• **Saved data entries**
□ □ □
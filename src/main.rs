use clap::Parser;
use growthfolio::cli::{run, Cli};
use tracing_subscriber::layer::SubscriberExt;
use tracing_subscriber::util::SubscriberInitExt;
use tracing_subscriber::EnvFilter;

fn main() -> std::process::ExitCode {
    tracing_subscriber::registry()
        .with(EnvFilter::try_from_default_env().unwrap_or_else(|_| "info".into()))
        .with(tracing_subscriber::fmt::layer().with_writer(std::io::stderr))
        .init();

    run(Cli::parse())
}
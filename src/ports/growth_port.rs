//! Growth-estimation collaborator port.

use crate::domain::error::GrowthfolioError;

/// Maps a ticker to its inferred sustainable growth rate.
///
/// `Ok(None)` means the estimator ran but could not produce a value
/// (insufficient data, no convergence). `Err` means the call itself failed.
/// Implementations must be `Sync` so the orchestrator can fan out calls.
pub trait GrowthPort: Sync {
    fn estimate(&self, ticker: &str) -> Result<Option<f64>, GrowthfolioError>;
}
□ □ □
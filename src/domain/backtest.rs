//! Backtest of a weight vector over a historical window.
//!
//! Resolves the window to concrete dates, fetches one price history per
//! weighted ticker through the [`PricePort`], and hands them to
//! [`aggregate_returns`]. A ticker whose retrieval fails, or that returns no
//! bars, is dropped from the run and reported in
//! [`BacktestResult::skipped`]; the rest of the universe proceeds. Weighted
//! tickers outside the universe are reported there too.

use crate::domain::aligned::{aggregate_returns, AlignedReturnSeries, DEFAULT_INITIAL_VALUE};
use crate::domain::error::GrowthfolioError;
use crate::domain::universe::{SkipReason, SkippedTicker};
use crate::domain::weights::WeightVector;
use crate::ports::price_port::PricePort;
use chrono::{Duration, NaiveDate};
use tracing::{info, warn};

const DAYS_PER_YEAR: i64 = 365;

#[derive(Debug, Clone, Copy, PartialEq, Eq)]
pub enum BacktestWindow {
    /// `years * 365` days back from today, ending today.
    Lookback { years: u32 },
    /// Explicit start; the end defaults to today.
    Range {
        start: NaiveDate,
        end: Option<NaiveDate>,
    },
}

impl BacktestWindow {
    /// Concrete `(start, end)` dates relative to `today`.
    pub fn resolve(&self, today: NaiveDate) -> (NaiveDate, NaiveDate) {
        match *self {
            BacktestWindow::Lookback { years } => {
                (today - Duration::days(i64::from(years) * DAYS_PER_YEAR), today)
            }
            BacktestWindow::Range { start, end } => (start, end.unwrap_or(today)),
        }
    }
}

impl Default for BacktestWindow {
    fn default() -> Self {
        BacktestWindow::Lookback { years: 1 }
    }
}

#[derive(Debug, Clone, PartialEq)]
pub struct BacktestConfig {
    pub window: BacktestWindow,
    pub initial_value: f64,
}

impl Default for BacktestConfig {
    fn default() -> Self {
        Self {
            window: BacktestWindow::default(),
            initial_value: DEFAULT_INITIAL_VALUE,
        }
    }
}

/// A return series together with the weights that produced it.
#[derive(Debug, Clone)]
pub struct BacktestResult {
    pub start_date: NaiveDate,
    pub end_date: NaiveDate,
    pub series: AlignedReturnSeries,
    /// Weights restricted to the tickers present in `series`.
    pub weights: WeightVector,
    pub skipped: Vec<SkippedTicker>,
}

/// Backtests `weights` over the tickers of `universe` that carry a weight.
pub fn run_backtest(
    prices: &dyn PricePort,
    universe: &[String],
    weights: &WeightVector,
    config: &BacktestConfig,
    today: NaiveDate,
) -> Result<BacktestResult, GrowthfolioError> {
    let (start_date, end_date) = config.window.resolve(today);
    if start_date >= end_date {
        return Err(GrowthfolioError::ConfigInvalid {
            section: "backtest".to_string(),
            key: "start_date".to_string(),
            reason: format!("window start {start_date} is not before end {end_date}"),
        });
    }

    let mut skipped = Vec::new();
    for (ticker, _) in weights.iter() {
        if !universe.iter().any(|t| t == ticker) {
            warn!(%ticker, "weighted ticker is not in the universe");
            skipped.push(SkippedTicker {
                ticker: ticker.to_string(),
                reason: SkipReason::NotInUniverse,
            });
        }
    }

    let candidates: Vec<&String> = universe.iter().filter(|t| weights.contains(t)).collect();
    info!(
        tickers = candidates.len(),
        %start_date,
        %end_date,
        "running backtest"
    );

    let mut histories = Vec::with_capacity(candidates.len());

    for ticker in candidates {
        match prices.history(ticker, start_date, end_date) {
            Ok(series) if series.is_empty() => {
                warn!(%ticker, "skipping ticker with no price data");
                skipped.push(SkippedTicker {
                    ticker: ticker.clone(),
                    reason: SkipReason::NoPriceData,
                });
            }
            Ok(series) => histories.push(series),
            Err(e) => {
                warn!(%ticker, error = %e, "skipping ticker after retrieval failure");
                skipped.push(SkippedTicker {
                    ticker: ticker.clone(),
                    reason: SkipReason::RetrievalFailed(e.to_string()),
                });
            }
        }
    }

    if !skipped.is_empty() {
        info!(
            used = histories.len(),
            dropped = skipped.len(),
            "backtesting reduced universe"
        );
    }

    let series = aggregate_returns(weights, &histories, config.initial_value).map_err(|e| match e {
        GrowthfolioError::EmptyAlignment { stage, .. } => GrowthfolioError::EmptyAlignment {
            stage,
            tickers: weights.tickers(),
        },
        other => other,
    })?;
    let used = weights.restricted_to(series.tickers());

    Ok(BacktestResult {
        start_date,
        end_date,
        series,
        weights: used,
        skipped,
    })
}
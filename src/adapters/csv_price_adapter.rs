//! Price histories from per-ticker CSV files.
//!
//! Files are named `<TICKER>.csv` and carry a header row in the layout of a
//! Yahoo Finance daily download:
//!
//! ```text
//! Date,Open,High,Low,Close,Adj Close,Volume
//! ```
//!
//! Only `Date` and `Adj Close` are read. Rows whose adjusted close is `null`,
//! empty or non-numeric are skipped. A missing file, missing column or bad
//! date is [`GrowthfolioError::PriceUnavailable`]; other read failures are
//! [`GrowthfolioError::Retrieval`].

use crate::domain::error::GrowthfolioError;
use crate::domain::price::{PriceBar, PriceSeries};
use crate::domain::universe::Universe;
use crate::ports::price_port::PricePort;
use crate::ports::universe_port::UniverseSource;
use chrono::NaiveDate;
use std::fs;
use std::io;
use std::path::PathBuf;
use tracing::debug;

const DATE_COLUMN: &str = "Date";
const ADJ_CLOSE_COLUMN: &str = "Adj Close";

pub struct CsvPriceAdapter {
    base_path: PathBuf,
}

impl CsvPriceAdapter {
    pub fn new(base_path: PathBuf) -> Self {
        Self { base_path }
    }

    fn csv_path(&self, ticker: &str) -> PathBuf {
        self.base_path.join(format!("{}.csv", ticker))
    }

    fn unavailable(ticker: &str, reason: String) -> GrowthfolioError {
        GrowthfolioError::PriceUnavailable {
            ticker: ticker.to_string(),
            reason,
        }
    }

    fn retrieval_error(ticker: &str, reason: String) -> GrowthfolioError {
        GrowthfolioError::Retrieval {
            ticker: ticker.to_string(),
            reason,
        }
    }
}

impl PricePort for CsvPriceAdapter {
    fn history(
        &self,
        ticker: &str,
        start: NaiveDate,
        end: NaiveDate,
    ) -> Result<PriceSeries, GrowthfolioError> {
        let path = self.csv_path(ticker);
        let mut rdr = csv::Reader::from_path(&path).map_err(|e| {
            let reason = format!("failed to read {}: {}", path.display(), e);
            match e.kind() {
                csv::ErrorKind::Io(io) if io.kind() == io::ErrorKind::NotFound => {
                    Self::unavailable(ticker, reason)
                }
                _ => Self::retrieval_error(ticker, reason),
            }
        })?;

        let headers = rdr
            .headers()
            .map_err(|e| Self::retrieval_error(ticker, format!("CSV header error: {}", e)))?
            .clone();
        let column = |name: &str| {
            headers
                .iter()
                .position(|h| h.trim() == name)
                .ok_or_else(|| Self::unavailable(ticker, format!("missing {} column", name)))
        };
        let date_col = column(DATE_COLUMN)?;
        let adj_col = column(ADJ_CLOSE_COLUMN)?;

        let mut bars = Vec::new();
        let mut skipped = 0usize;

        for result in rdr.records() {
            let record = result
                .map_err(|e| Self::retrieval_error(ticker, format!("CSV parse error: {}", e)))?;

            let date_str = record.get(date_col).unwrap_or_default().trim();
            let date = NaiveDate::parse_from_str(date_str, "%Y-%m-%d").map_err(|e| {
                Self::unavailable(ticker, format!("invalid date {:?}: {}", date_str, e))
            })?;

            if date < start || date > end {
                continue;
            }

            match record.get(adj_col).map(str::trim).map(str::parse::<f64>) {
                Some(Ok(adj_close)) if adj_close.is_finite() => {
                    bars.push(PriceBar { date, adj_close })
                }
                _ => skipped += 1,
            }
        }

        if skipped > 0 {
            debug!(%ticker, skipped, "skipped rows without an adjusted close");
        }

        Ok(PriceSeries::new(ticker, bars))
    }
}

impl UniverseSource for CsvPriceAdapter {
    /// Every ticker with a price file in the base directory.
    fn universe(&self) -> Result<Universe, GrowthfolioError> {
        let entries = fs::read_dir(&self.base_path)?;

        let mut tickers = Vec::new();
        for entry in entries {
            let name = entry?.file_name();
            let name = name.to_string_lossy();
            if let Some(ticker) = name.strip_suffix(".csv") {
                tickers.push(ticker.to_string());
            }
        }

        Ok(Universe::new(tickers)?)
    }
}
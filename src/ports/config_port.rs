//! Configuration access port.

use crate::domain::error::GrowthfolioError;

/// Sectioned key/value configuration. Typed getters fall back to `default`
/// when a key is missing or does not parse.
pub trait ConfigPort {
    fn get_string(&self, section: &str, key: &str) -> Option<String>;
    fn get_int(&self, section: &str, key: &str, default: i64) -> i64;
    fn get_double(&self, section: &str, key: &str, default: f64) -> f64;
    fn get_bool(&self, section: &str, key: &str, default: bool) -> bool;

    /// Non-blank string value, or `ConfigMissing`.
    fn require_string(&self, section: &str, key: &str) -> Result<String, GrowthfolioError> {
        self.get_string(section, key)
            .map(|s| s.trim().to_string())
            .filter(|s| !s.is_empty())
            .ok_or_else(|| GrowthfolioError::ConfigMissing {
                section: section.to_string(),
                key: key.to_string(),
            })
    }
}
□ □ □
• **EXERCISE**
Look through the entries above. Copy out every line holding the word "ports".

• **WRITTEN REPLY**
filename src/ports/growth_port.rs
use crate::ports::price_port::PricePort;
use crate::ports::price_port::PricePort;
use crate::ports::universe_port::UniverseSource;
filename src/ports/config_port.rs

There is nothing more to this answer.